Kebetulan saat itu saya diamanahi untuk menjadi Ketua Bidang Hubungan Masyarakat, jadi saya pun lebih mengurus untuk perihal hubungan internal dan eksternal unit, manajemen alumni dan media sosial, serta dokumentasi. Lumayan, saya bisa belajar sedikit tentang dunia fotografi dari sini hahaha

Hampir 24/7 saya habiskan untuk unit MBUGM. Saat weekdays, kami harus mendampingi latihan dari pukul 18.45 – 22.00 WIB, saat tidak ada latihan kami (pengurus dan manajerial) harus rapat, saat weekend pun kami harus mendampingi mereka latihan (09.00 to 21.00 atau 10.00 to 22.00). Jadi, sudah bukan hal yang aneh apabila kami membawa tugas kuliah ke lapangan. Memang perjuangan kami sama, banyak yang dikorbankan.
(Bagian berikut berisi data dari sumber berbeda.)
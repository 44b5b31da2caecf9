pub mod adapters;
pub mod app;
pub mod config;
pub mod core;
pub mod domain;
pub mod utils;

#[cfg(feature = "cli")]
pub use config::CliConfig;
pub use config::{LambdaConfig, TomlConfig};

pub use adapters::reporter::TracingReporter;
pub use adapters::sink::{DirectorySink, StoreClient};
pub use app::handler::{Handler, HandlerResponse};
pub use core::catalog::LayerCatalog;
pub use core::orchestrator::IngestPipeline;
pub use domain::model::{BatchResult, BatchStatus, IngestResult, LayerOutcome, LayerSpec, Stage};
pub use utils::error::{IngestError, Result};
use chrono::{DateTime, Utc};
use serde::{Deserialize, Serialize};
use std::fmt;

/// 一個圖層的來源描述
#[derive(Debug, Clone, PartialEq, Eq, Serialize, Deserialize)]
pub struct LayerSpec {
    pub name: String,
    pub remote_archive_base_name: String,
    /// 空字串代表不強制識別欄位
    #[serde(default)]
    pub id_column: String,
}

impl LayerSpec {
    pub fn new(name: &str, remote_archive_base_name: &str, id_column: &str) -> Self {
        Self {
            name: name.to_string(),
            remote_archive_base_name: remote_archive_base_name.to_string(),
            id_column: id_column.to_string(),
        }
    }
}

/// 單一圖層管線的狀態
#[derive(Debug, Clone, Copy, PartialEq, Eq, Hash, Serialize, Deserialize)]
#[serde(rename_all = "snake_case")]
pub enum Stage {
    Pending,
    Downloading,
    Extracting,
    Simplifying,
    Packaging,
    Uploading,
    Cleaning,
    Done,
}

impl Stage {
    pub fn as_str(&self) -> &'static str {
        match self {
            Stage::Pending => "pending",
            Stage::Downloading => "downloading",
            Stage::Extracting => "extracting",
            Stage::Simplifying => "simplifying",
            Stage::Packaging => "packaging",
            Stage::Uploading => "uploading",
            Stage::Cleaning => "cleaning",
            Stage::Done => "done",
        }
    }
}

impl fmt::Display for Stage {
    fn fmt(&self, f: &mut fmt::Formatter<'_>) -> fmt::Result {
        f.write_str(self.as_str())
    }
}

#[derive(Debug, Clone, PartialEq, Eq, Serialize, Deserialize)]
#[serde(tag = "outcome", rename_all = "snake_case")]
pub enum LayerOutcome {
    Done,
    Failed { stage: Stage, message: String },
}

#[derive(Debug, Clone, Serialize, Deserialize)]
pub struct IngestResult {
    pub layer_name: String,
    #[serde(flatten)]
    pub outcome: LayerOutcome,
    pub started_at: DateTime<Utc>,
    pub duration_ms: u64,
}

impl IngestResult {
    pub fn is_done(&self) -> bool {
        matches!(self.outcome, LayerOutcome::Done)
    }

    pub fn failed_stage(&self) -> Option<Stage> {
        match &self.outcome {
            LayerOutcome::Done => None,
            LayerOutcome::Failed { stage, .. } => Some(*stage),
        }
    }
}

#[derive(Debug, Clone, Copy, PartialEq, Eq, Serialize, Deserialize)]
#[serde(rename_all = "snake_case")]
pub enum BatchStatus {
    Succeeded,
    Failed,
}

impl BatchStatus {
    pub fn as_str(&self) -> &'static str {
        match self {
            BatchStatus::Succeeded => "succeeded",
            BatchStatus::Failed => "failed",
        }
    }
}

/// 整批執行結果
///
/// 單一圖層失敗不會讓 `status` 變成 `Failed`，只有批次迴圈外的錯誤才會。
/// 需要偵測部分失敗的呼叫端請使用 [`BatchResult::has_failures`]。
#[derive(Debug, Clone, Serialize, Deserialize)]
pub struct BatchResult {
    pub status: BatchStatus,
    #[serde(skip_serializing_if = "Option::is_none")]
    pub error: Option<String>,
    pub results: Vec<IngestResult>,
}

impl BatchResult {
    pub fn succeeded(results: Vec<IngestResult>) -> Self {
        Self {
            status: BatchStatus::Succeeded,
            error: None,
            results,
        }
    }

    pub fn failed(error: impl Into<String>) -> Self {
        Self {
            status: BatchStatus::Failed,
            error: Some(error.into()),
            results: Vec::new(),
        }
    }

    pub fn failures(&self) -> impl Iterator<Item = &IngestResult> {
        self.results.iter().filter(|r| !r.is_done())
    }

    pub fn has_failures(&self) -> bool {
        self.failures().next().is_some()
    }

    pub fn done_count(&self) -> usize {
        self.results.iter().filter(|r| r.is_done()).count()
    }
}
//! `log` backend that writes to the browser console.

use log::{Level, LevelFilter, Log, Metadata, Record};
use wasm_bindgen::JsValue;

struct ConsoleLogger;

static LOGGER: ConsoleLogger = ConsoleLogger;

impl Log for ConsoleLogger {
    fn enabled(&self, metadata: &Metadata<'_>) -> bool {
        metadata.level() <= log::max_level()
    }

    fn log(&self, record: &Record<'_>) {
        if !self.enabled(record.metadata()) {
            return;
        }
        let line = JsValue::from(format!(
            "[resumekit {}] {}",
            record.target(),
            record.args()
        ));
        match record.level() {
            Level::Error => web_sys::console::error_1(&line),
            Level::Warn => web_sys::console::warn_1(&line),
            Level::Info => web_sys::console::info_1(&line),
            Level::Debug | Level::Trace => web_sys::console::debug_1(&line),
        }
    }

    fn flush(&self) {}
}

/// Install the console logger. A second call keeps the first logger and
/// only adjusts the level.
pub fn init(level: LevelFilter) {
    if log::set_logger(&LOGGER).is_err() {
        log::debug!("console logger already installed");
    }
    log::set_max_level(level);
}
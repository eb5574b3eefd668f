//! Ordered password rules. Evaluation stops at the first rule that fails.

use once_cell::sync::Lazy;
use regex::Regex;

use crate::text::utf16_len;

/// Characters accepted by the special-character rule
pub const SPECIAL_CHARACTERS: &str = r#"!@#$%^&*(),.?":{}|<>"#;

pub const MIN_PASSWORD_CHARS: usize = 7;

static UPPERCASE: Lazy<Regex> = Lazy::new(|| compile("[A-Z]"));
static LOWERCASE: Lazy<Regex> = Lazy::new(|| compile("[a-z]"));
static DIGIT: Lazy<Regex> = Lazy::new(|| compile("[0-9]"));
static SPECIAL: Lazy<Regex> =
    Lazy::new(|| compile(&format!("[{}]", regex::escape(SPECIAL_CHARACTERS))));

#[allow(clippy::expect_used)] // patterns are compile-time constants
fn compile(pattern: &str) -> Regex {
    Regex::new(pattern).expect("password rule pattern should compile")
}

/// A named predicate over the password string
#[derive(Clone, Copy)]
pub struct PasswordRule {
    pub name: &'static str,
    pub message: &'static str,
    check: fn(&str) -> bool,
}

impl PasswordRule {
    #[must_use]
    pub fn passes(&self, password: &str) -> bool {
        (self.check)(password)
    }
}

impl std::fmt::Debug for PasswordRule {
    fn fmt(&self, f: &mut std::fmt::Formatter<'_>) -> std::fmt::Result {
        f.debug_struct("PasswordRule")
            .field("name", &self.name)
            .finish_non_exhaustive()
    }
}

impl PartialEq for PasswordRule {
    fn eq(&self, other: &Self) -> bool {
        self.name == other.name
    }
}

impl Eq for PasswordRule {}

fn long_enough(password: &str) -> bool {
    utf16_len(password) >= MIN_PASSWORD_CHARS
}

fn has_uppercase(password: &str) -> bool {
    UPPERCASE.is_match(password)
}

fn has_lowercase(password: &str) -> bool {
    LOWERCASE.is_match(password)
}

fn has_digit(password: &str) -> bool {
    DIGIT.is_match(password)
}

fn has_special(password: &str) -> bool {
    SPECIAL.is_match(password)
}

pub static PASSWORD_RULES: [PasswordRule; 5] = [
    PasswordRule {
        name: "length",
        message: "Password should contain minimum of 7 characters",
        check: long_enough,
    },
    PasswordRule {
        name: "uppercase",
        message: "Password needs an uppercase letter",
        check: has_uppercase,
    },
    PasswordRule {
        name: "lowercase",
        message: "Password needs a lowercase letter",
        check: has_lowercase,
    },
    PasswordRule {
        name: "digit",
        message: "Password needs a digit",
        check: has_digit,
    },
    PasswordRule {
        name: "special",
        message: "Password needs a special character",
        check: has_special,
    },
];

/// First rule in table order that `password` does not satisfy
#[must_use]
pub fn first_failed_rule(password: &str) -> Option<&'static PasswordRule> {
    PASSWORD_RULES.iter().find(|rule| !rule.passes(password))
}
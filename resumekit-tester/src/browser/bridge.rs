use anyhow::{Context, Result, bail};
use serde::{Deserialize, Serialize};
use std::time::Duration;
use thirtyfour::prelude::*;

/// Global the web crate installs when a page is opened with `?test=1`
pub const BRIDGE_GLOBAL: &str = "__resumekitTest";

/// What `window.__resumekitTest.state()` reports
#[derive(Debug, Clone, Serialize, Deserialize, Default, PartialEq, Eq)]
#[serde(default)]
pub struct PageState {
    pub theme: Option<String>,
    pub popups: u32,
    pub editable: Option<bool>,
}

#[derive(Debug, Clone)]
pub struct TestBridge<'a> {
    driver: &'a WebDriver,
}

impl<'a> TestBridge<'a> {
    pub const fn new(driver: &'a WebDriver) -> Self {
        Self { driver }
    }

    pub async fn ensure_available(&self) -> Result<()> {
        let result = self
            .driver
            .execute(&format!("return !!window.{BRIDGE_GLOBAL}"), vec![])
            .await?;
        if !result.json().as_bool().unwrap_or(false) {
            bail!("{BRIDGE_GLOBAL} is not available. Did you pass ?test=1 and load the wasm bundle?");
        }
        Ok(())
    }

    pub async fn state(&self) -> Result<PageState> {
        let result = self
            .driver
            .execute(&format!("return window.{BRIDGE_GLOBAL}.state()"), vec![])
            .await?;
        serde_json::from_value(result.json().clone()).context("parsing PageState")
    }

    /// Poll `state()` until `check` holds or `timeout` elapses.
    pub async fn wait_for<F>(&self, timeout: Duration, mut check: F) -> Result<PageState>
    where
        F: FnMut(&PageState) -> bool + Send,
    {
        let step = Duration::from_millis(50);
        let mut waited = Duration::ZERO;
        loop {
            let state = self.state().await?;
            if check(&state) {
                return Ok(state);
            }
            if waited >= timeout {
                bail!("page state did not settle within {timeout:?}: {state:?}");
            }
            tokio::time::sleep(step).await;
            waited += step;
        }
    }

    /// Submit a form through the page so its submit listeners run.
    pub async fn request_submit(&self, form_id: &str) -> Result<()> {
        self.driver
            .execute(
                "document.getElementById(arguments[0]).requestSubmit()",
                vec![form_id.into()],
            )
            .await?;
        Ok(())
    }
}
use crate::dom;
use resumekit_core::{SiteConfig, timeout_ms};
use wasm_bindgen::JsValue;
use web_sys::{Document, Element};

/// Current local date and time as the browser formats it
#[must_use]
pub fn now_string() -> String {
    js_sys::Date::new_0()
        .to_locale_string("default", &JsValue::UNDEFINED)
        .into()
}

fn render(el: &Element) {
    el.set_text_content(Some(&now_string()));
}

/// Fill the clock element now and keep it current.
///
/// # Errors
/// Returns an error if the refresh interval cannot be scheduled.
pub fn attach(doc: &Document, config: &SiteConfig) -> Result<(), JsValue> {
    let Some(el) = doc.get_element_by_id(&config.ids.datetime) else {
        return Ok(());
    };
    render(&el);
    dom::set_interval(timeout_ms(config.delays.clock_tick_ms), move || render(&el))?;
    Ok(())
}
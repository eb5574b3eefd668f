use anyhow::Result;
use resumekit_core::{EditMode, FieldAccess, FormEditToggle, is_toggled_field};
use std::time::Duration;
use thirtyfour::prelude::*;

use super::{BrowserScenario, CombinedScenario, ScenarioCtx, TestScenario};

pub struct ProfileEditScenario;

/// Click pattern taken from the bits of `iteration`: set bits press edit,
/// clear bits press save.
fn edit_check(iteration: usize) -> Result<()> {
    let mut toggle = FormEditToggle::new();
    anyhow::ensure!(toggle.mode() == EditMode::ReadOnly, "form must start read-only");

    for bit in 0..8 {
        let press_edit = (iteration >> bit) & 1 == 1;
        let before = toggle.mode();
        let applied = if press_edit { toggle.edit() } else { toggle.save() };
        let expected_change = (press_edit && before == EditMode::ReadOnly)
            || (!press_edit && before == EditMode::Editable);
        anyhow::ensure!(
            applied.is_some() == expected_change,
            "click {bit} ({}) from {before:?} changed state unexpectedly",
            if press_edit { "edit" } else { "save" }
        );
        let access = toggle.access();
        anyhow::ensure!(
            access == FieldAccess::for_mode(toggle.mode()),
            "partial state after click {bit}: {access:?}"
        );
        anyhow::ensure!(
            access.edit_disabled != access.save_disabled,
            "edit and save must never share a state"
        );
    }

    anyhow::ensure!(
        !is_toggled_field("profileUpload", "profileUpload"),
        "upload field must stay outside the toggle"
    );
    Ok(())
}

#[async_trait::async_trait]
impl BrowserScenario for ProfileEditScenario {
    async fn run_browser(&self, driver: &WebDriver, ctx: &ScenarioCtx<'_>) -> Result<()> {
        driver.goto(&ctx.page(&ctx.profile_path)).await?;
        ctx.bridge.ensure_available().await?;

        let initial = ctx.bridge.state().await?;
        anyhow::ensure!(
            initial.editable == Some(false),
            "profile form should load read-only, bridge says {:?}",
            initial.editable
        );

        driver.find(By::Id("edit-btn")).await?.click().await?;
        ctx.bridge
            .wait_for(Duration::from_secs(1), |state| state.editable == Some(true))
            .await?;
        let upload = driver.find(By::Id("profileUpload")).await?;
        anyhow::ensure!(
            upload.attr("disabled").await?.is_none(),
            "upload field must stay enabled"
        );

        let popups_before = ctx.bridge.state().await?.popups;
        driver.find(By::Id("save-btn")).await?.click().await?;
        let saved = ctx
            .bridge
            .wait_for(Duration::from_secs(1), |state| state.editable == Some(false))
            .await?;
        anyhow::ensure!(
            saved.popups > popups_before,
            "save should confirm with a popup"
        );
        if ctx.verbose {
            println!("  ✏️  Edit and save round trip ok: {saved:?}");
        }
        Ok(())
    }
}

impl CombinedScenario for ProfileEditScenario {
    fn as_logic_scenario(&self) -> Option<TestScenario> {
        Some(TestScenario::new("Profile Edit Toggle", edit_check))
    }
}
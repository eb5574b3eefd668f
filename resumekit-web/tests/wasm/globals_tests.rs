use crate::support::{click, mount, popup_texts};
use js_sys::{Function, Reflect};
use resumekit_web::{dom, install_globals};
use wasm_bindgen::{JsCast, JsValue};
use wasm_bindgen_test::*;
use web_sys::HtmlInputElement;

fn global_fn(name: &str) -> Function {
    let win = dom::window().expect("window");
    Reflect::get(&win, &JsValue::from_str(name))
        .expect("property readable")
        .dyn_into::<Function>()
        .unwrap_or_else(|_| panic!("window.{name} is a function"))
}

#[wasm_bindgen_test]
fn inline_toggle_password_resolves_on_window() {
    let doc = mount(
        r#"<input id="password1" type="password" value="Secret1!">
        <span id="eye">👁️</span>"#,
    );
    install_globals().unwrap();
    let eye = doc.get_element_by_id("eye").unwrap();

    global_fn("togglePassword")
        .call2(&JsValue::NULL, &JsValue::from_str("password1"), &eye)
        .unwrap();
    let input: HtmlInputElement = doc
        .get_element_by_id("password1")
        .unwrap()
        .dyn_into()
        .unwrap();
    assert_eq!(input.type_(), "text");
    assert_eq!(eye.text_content().as_deref(), Some("🙈"));
}

#[wasm_bindgen_test]
fn inline_onclick_markup_reaches_popup() {
    let doc = mount(r#"<button id="hello" onclick="popup('Hello from markup')">Hi</button>"#);
    install_globals().unwrap();
    click(&doc, "hello");
    assert_eq!(popup_texts(&doc), vec!["Hello from markup"]);
}
use resumekit_core::SiteConfig;
use resumekit_web::dom;
use wasm_bindgen::JsCast;
use web_sys::{Document, HtmlElement};

/// Replace the body with `markup` and hand back the document.
pub fn mount(markup: &str) -> Document {
    let doc = dom::document().expect("document");
    doc.body().expect("body").set_inner_html(markup);
    doc
}

pub fn click(doc: &Document, id: &str) {
    doc.get_element_by_id(id)
        .unwrap_or_else(|| panic!("#{id} present"))
        .dyn_into::<HtmlElement>()
        .expect("html element")
        .click();
}

pub fn popup_texts(doc: &Document) -> Vec<String> {
    let list = doc.query_selector_all(".flash-popup").expect("query");
    (0..list.length())
        .filter_map(|idx| list.item(idx))
        .map(|node| node.text_content().unwrap_or_default())
        .collect()
}

/// Defaults with timers shortened so tests finish quickly
pub fn fast_config() -> SiteConfig {
    let mut config = SiteConfig::default();
    config.delays.popup_ms = 60;
    config.delays.reveal_ms = 60;
    config
}

pub fn is_disabled(doc: &Document, id: &str) -> bool {
    doc.get_element_by_id(id)
        .unwrap_or_else(|| panic!("#{id} present"))
        .has_attribute("disabled")
}

/// Yield to the browser event loop for `duration_ms`.
pub async fn sleep_ms(duration_ms: i32) {
    let promise = js_sys::Promise::new(&mut |resolve, _reject| {
        dom::window()
            .expect("window")
            .set_timeout_with_callback_and_timeout_and_arguments_0(&resolve, duration_ms)
            .expect("timer scheduled");
    });
    wasm_bindgen_futures::JsFuture::from(promise)
        .await
        .expect("timer resolves");
}
//! Transient popup messages.
//!
//! Each popup is its own element with its own expiry timer. Popups stack and
//! are never merged or queued.

use crate::dom;
use resumekit_core::{SiteConfig, timeout_ms};
use wasm_bindgen::JsValue;
use web_sys::Document;

#[derive(Debug, Clone, PartialEq, Eq)]
pub struct Notifier {
    class_name: String,
    expiry_ms: i32,
}

impl Notifier {
    #[must_use]
    pub fn new(class_name: &str, expiry_ms: i32) -> Self {
        Self {
            class_name: class_name.to_string(),
            expiry_ms,
        }
    }

    #[must_use]
    pub fn from_config(config: &SiteConfig) -> Self {
        Self::new(&config.popup_class, timeout_ms(config.delays.popup_ms))
    }

    #[must_use]
    pub fn class_name(&self) -> &str {
        &self.class_name
    }

    /// Append a popup with `message` to the body and schedule its removal.
    ///
    /// # Errors
    /// Returns an error if the element cannot be created or the expiry timer cannot be set.
    pub fn show(&self, doc: &Document, message: &str) -> Result<(), JsValue> {
        let Some(body) = doc.body() else {
            return Ok(());
        };
        let popup = doc.create_element("div")?;
        popup.set_class_name(&self.class_name);
        popup.set_text_content(Some(message));
        body.append_child(&popup)?;
        dom::set_timeout(self.expiry_ms, move || popup.remove())?;
        Ok(())
    }

    /// Show a popup, logging instead of failing
    pub fn notify(&self, doc: &Document, message: &str) {
        if let Err(err) = self.show(doc, message) {
            log::warn!("Popup `{message}` not shown: {}", dom::js_error_message(&err));
        }
    }
}

impl Default for Notifier {
    fn default() -> Self {
        Self::from_config(&SiteConfig::default())
    }
}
Seperti yang sudah saya sampaikan, tidak jarang kami juga mengorbankan kuliah, ujian terkadang harus susulan, kehilangan waktu dengan orang-orang terkasih, tenaga dan emosi yang terkuras. Masing-masing dari kami, memiliki perjuangannya sendiri di unit ini. Menurut saya, mungkin bisa jadi versi kecil dari kehidupan karena di sini sangat kompleks.

MBUGM memberikan saya keluarga, sudah menjadi rumah, akan selalu menjadi tempat untuk “pulang”. Unit ini lebih dari sekedar saksi dari tumbuh dan berkembangnya saya. Sebagian dari saya terbentuk di dalamnya.

Wah, ternyata sebegitu berpengaruhnya unit ini untuk saya.. *wondering*

Masa-masa berat dan jenuh pun pernah saya alami. Pernah ketika saya jenuh, saya mencoba untuk menyibukkan diri dengan kegiatan organisasi kampus yang sering saya nomor dua kan. Namun ujung-ujungnya saya tetap kembali, semacam ada rindu. Nggak sih waktu itu karena ada yang dirindu hahahahaha

Ya, romansa, drama, perjuangan, canda, tangis, tawa, semua terkemas di masa-masa itu. Kehidupan marching band saya. Oh, yang lebih mengharukan adalah mendadak saya jadi merasa punya banyak anak kala itu. Loh kok? Iya, melihat perjuangan mereka (player) membuat ada perasaan sayang yang timbul. Ahh.. gimana ya dijelasinnya. Ah ya gitu.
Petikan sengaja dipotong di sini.